PROBLEM DESCRIPTION ▸
Match on the string "contains" in the entries below and return every matching line.

SUPPLIED MATERIAL ▸

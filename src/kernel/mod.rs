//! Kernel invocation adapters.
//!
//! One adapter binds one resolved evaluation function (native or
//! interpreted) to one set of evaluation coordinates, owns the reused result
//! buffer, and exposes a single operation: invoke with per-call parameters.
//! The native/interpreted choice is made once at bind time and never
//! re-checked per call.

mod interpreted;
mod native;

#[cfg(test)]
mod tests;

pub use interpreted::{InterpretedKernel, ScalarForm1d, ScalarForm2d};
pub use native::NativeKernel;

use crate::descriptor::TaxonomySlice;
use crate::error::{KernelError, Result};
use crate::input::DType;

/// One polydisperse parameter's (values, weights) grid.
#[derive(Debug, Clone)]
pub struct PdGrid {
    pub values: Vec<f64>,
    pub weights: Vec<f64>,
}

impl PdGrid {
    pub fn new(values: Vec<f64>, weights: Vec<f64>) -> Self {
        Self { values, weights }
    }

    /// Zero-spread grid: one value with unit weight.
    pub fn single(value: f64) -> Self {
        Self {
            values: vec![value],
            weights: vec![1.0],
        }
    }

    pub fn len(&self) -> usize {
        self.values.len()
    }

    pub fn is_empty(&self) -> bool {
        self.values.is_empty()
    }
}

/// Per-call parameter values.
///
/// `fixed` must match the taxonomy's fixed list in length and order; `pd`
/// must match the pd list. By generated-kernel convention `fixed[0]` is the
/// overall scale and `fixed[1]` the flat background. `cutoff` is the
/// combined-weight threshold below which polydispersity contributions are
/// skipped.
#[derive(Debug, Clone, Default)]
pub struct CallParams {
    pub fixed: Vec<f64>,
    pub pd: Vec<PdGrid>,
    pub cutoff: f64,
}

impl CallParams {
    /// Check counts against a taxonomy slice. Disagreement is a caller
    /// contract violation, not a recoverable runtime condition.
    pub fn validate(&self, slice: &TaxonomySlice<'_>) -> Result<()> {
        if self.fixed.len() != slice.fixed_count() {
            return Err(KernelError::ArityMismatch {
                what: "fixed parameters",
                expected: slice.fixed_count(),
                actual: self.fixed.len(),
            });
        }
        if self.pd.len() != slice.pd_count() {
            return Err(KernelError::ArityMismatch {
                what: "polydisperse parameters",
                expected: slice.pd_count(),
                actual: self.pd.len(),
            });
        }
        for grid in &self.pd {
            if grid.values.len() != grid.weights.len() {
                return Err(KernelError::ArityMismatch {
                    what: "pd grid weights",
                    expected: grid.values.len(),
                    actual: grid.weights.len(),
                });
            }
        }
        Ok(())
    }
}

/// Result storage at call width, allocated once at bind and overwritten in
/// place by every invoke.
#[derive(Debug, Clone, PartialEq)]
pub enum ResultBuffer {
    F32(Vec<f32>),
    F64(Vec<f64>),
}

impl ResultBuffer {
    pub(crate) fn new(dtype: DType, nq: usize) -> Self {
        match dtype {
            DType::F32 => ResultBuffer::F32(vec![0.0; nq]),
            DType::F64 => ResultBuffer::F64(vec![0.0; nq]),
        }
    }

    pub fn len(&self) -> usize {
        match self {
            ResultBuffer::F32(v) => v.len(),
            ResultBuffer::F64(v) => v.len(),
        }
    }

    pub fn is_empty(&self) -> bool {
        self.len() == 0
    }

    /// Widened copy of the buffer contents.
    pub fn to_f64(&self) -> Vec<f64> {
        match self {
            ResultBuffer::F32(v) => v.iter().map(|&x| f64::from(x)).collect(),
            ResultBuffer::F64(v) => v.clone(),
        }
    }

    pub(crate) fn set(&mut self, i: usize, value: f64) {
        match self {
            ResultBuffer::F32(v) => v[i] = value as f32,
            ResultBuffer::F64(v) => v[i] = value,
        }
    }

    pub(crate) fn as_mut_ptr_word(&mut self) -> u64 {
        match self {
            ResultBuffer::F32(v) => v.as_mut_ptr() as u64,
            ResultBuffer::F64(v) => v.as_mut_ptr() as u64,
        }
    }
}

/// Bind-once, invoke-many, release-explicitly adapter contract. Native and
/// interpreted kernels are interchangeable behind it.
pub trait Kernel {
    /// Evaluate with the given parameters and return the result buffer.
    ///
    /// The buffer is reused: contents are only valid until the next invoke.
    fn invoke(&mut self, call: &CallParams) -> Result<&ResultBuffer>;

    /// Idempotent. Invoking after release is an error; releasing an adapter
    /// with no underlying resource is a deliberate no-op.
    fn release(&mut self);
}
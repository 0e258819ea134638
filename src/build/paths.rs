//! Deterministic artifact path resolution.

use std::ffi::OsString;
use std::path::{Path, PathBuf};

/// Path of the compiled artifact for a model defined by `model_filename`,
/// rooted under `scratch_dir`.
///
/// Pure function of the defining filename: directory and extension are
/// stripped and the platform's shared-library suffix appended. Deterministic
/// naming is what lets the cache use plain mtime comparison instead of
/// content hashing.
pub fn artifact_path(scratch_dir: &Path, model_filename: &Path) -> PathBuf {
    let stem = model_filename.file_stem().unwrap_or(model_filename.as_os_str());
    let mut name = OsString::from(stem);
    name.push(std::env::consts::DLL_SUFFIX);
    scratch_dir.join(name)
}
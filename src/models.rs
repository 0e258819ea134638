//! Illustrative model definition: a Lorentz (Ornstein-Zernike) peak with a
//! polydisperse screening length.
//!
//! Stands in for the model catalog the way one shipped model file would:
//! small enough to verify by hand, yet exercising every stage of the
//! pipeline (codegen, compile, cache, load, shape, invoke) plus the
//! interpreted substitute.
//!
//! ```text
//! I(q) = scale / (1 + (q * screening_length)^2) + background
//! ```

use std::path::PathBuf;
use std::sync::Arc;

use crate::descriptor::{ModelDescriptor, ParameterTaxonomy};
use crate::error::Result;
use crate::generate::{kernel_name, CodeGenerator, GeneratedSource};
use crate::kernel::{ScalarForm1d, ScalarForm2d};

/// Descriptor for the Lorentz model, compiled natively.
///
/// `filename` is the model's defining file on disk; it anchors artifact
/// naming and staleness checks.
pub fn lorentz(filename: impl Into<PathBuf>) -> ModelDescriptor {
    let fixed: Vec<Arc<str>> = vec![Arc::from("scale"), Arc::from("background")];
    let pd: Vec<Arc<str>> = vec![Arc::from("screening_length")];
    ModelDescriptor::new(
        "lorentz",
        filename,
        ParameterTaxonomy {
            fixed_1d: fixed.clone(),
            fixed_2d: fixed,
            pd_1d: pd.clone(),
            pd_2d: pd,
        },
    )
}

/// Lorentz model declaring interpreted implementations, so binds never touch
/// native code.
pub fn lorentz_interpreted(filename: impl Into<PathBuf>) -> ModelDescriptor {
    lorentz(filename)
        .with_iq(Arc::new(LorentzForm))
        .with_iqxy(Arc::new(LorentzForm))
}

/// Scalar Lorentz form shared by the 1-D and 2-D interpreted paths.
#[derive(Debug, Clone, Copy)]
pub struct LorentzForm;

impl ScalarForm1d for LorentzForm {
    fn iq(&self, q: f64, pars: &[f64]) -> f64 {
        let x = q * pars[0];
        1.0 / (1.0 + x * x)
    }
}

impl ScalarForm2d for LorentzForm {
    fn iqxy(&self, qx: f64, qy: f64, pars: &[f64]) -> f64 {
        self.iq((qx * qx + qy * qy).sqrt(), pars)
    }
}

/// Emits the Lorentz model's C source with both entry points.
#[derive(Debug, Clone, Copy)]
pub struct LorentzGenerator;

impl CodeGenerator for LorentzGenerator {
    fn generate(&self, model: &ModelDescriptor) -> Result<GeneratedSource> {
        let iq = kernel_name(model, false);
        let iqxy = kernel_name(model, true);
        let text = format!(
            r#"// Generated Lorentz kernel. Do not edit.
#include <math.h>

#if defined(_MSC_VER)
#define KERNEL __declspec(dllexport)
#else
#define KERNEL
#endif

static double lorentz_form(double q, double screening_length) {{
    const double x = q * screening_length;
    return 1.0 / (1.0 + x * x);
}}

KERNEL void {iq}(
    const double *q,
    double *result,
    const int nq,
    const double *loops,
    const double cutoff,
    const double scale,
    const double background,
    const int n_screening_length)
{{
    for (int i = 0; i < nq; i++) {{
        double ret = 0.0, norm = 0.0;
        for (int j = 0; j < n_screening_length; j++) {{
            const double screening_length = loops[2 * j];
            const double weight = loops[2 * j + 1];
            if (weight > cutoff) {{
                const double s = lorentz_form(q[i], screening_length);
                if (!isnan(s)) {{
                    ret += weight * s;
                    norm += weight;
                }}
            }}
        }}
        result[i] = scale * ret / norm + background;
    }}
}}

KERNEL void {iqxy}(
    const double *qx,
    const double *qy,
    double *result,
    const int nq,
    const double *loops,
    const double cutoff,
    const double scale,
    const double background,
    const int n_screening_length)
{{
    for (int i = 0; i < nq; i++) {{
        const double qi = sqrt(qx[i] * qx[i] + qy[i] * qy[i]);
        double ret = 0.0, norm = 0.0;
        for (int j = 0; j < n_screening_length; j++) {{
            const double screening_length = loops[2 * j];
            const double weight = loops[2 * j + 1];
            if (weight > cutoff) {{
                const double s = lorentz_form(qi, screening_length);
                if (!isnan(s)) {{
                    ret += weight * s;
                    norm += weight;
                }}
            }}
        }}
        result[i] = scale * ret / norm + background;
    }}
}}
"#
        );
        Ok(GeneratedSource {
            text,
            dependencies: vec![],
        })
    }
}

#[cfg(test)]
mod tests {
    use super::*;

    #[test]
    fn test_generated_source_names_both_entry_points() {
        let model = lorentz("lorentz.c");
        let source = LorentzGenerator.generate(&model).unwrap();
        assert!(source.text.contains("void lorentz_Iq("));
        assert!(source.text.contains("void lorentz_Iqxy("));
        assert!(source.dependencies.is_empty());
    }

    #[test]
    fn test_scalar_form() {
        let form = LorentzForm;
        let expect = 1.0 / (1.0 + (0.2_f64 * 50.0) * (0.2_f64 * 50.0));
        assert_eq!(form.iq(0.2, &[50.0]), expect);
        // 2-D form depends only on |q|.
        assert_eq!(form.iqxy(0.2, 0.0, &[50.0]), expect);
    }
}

EXERCISE SOLUTION ▸
        assert!(source.text.contains("void lorentz_Iq("));
        assert!(source.text.contains("void lorentz_Iqxy("));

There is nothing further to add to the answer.